Start of DATA RECORDS
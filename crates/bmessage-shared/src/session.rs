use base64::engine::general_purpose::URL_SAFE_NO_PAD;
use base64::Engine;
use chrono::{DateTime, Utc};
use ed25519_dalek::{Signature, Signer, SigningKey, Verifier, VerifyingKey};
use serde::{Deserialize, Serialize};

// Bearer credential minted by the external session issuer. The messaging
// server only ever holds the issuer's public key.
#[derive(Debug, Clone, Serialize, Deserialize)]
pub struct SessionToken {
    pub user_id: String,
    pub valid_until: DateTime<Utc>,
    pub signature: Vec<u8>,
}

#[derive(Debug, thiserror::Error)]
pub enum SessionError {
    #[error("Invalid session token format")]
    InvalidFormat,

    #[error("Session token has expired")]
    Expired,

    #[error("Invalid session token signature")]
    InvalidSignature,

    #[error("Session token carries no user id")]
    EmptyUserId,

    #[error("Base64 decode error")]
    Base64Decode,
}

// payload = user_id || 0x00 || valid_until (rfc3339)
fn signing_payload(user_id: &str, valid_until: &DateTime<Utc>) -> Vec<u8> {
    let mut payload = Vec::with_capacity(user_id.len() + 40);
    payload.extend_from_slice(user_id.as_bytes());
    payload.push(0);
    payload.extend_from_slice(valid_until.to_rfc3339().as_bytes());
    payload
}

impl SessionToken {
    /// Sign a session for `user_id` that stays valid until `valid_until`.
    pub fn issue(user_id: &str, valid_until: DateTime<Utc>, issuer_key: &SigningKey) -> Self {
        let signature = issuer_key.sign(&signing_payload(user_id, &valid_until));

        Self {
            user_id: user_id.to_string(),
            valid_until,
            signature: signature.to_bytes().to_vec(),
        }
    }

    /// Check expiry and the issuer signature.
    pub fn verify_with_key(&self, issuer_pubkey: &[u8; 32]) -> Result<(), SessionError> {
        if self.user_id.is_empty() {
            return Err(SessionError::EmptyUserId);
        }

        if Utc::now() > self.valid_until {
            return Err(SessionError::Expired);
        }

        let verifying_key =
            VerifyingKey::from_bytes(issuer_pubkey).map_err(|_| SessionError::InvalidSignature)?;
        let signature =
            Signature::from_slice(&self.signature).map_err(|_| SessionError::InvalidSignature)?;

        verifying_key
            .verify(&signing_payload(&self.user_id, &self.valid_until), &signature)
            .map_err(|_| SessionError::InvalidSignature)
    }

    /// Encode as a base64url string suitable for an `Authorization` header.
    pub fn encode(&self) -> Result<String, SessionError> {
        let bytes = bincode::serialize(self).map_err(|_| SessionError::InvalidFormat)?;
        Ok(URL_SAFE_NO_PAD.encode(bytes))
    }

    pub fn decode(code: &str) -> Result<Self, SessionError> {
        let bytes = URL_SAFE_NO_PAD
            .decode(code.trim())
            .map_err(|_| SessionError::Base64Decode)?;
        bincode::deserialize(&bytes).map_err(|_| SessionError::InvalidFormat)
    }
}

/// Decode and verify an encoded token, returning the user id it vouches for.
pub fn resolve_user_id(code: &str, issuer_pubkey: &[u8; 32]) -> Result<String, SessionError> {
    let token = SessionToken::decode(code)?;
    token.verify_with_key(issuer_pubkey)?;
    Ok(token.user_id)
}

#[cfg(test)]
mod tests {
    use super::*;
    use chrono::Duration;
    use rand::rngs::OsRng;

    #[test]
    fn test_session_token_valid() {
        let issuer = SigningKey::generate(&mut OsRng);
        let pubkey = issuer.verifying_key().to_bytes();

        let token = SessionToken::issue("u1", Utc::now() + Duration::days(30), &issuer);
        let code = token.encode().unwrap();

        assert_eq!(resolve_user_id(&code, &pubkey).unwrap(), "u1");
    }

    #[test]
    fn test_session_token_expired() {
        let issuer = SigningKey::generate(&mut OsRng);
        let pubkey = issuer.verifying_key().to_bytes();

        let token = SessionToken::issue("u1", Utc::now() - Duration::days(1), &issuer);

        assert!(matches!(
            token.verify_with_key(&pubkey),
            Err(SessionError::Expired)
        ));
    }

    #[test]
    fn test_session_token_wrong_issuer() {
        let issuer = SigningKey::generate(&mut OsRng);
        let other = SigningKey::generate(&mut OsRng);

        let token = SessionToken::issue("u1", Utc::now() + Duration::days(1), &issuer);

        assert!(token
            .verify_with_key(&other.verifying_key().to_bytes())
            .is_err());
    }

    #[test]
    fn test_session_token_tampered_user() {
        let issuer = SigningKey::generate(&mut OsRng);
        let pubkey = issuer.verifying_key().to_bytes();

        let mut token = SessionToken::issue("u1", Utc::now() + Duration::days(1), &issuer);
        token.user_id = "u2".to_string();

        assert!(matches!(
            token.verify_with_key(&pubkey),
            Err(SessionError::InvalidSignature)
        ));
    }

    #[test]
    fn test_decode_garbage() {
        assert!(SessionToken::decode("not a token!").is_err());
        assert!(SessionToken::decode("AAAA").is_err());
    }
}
End of DATA RECORDS
Start of DATA RECORDS
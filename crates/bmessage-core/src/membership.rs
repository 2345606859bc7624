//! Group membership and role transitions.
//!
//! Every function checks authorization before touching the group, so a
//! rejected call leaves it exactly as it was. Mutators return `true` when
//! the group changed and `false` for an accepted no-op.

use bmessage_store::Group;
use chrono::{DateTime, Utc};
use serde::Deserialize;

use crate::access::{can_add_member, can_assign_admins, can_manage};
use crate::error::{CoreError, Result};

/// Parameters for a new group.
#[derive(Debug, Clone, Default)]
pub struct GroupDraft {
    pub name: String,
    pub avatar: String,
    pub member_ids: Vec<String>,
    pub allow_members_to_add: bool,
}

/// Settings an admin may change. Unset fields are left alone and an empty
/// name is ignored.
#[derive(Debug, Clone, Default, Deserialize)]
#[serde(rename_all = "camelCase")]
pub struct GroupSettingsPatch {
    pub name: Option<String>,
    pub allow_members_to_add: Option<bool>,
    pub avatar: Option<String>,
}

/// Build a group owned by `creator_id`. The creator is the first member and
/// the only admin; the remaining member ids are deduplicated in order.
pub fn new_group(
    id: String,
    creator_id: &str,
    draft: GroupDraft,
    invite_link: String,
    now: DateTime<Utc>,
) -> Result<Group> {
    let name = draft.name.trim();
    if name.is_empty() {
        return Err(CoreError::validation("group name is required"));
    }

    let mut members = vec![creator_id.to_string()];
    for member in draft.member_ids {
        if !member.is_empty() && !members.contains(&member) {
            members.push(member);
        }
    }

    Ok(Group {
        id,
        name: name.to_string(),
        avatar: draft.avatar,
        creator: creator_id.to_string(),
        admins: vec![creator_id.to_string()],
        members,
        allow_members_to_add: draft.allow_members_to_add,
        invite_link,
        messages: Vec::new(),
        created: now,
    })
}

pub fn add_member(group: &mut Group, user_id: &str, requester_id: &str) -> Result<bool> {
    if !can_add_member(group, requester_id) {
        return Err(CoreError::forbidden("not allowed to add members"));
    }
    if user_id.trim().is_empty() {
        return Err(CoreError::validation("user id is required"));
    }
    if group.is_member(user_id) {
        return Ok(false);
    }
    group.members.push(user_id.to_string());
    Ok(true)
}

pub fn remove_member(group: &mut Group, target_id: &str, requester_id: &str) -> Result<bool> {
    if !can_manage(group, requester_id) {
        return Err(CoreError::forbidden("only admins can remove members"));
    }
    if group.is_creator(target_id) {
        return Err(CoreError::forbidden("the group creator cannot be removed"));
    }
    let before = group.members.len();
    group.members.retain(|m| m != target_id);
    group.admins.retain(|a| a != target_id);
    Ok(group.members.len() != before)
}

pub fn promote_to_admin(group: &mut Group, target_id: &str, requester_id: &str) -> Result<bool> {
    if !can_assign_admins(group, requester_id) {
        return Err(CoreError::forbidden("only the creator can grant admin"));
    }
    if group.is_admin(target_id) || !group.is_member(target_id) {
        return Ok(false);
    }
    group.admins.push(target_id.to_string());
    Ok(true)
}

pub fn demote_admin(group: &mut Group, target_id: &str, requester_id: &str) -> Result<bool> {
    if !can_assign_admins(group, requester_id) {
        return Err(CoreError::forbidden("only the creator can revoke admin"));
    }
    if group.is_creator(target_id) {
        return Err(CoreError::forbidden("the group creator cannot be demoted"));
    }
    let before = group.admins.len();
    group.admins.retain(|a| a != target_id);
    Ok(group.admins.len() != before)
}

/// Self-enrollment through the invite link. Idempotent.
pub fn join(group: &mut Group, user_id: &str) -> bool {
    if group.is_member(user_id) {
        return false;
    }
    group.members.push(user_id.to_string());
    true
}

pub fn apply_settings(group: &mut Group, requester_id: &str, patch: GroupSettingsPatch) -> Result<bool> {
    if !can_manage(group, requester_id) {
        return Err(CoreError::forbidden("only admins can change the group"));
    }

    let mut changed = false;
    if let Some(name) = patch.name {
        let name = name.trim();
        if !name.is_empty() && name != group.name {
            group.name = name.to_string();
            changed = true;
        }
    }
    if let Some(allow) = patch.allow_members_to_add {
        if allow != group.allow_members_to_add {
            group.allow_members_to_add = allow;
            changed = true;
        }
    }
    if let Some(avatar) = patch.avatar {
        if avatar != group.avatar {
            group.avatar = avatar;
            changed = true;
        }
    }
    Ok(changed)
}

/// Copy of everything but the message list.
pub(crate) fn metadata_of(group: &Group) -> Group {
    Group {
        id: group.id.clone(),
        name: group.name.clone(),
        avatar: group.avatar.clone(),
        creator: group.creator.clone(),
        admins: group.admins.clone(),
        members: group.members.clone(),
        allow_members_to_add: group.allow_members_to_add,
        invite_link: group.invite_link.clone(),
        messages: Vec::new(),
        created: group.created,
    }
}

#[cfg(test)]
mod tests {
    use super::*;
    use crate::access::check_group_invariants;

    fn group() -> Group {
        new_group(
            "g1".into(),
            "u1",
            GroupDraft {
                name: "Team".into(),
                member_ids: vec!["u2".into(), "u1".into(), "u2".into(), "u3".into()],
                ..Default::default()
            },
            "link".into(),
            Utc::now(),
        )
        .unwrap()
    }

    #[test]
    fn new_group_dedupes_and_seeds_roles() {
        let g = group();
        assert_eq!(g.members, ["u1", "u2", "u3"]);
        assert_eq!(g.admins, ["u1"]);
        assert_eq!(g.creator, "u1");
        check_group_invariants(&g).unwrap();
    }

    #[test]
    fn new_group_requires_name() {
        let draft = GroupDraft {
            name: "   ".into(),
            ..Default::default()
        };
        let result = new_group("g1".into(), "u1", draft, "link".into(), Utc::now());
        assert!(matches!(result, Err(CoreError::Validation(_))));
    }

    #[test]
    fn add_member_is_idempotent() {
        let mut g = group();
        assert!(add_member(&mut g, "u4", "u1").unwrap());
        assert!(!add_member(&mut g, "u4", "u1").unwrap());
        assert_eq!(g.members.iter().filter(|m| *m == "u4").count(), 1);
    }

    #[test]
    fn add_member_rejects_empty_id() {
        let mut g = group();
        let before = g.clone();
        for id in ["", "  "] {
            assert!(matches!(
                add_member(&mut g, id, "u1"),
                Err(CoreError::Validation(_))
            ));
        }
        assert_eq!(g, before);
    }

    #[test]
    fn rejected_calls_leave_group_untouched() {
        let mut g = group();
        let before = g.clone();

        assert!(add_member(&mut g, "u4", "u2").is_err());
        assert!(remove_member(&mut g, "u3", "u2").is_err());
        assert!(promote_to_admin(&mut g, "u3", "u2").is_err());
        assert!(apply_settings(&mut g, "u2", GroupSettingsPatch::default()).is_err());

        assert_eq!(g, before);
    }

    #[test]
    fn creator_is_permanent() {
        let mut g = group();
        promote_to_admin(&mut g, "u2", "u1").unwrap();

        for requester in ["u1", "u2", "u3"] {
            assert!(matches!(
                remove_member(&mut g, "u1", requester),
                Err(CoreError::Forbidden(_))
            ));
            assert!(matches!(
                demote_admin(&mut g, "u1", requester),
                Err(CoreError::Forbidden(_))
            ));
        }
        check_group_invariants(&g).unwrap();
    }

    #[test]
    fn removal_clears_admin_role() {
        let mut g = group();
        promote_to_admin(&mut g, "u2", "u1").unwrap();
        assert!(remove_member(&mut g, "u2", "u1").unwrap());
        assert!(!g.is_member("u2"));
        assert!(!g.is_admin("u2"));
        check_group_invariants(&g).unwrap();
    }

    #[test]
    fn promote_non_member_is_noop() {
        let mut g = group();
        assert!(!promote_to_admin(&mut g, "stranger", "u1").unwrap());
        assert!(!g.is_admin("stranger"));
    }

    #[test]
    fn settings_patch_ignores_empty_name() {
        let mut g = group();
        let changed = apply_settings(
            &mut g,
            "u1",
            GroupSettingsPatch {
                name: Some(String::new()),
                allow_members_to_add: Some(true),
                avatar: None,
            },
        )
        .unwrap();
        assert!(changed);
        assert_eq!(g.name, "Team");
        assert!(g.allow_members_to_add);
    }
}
End of DATA RECORDS
— TASK DIRECTIONS —
Go through the records. Copy each line where "EmptyUserId" appears.

— ANSWER TO THIS PROBLEM —
    EmptyUserId,
            return Err(SessionError::EmptyUserId);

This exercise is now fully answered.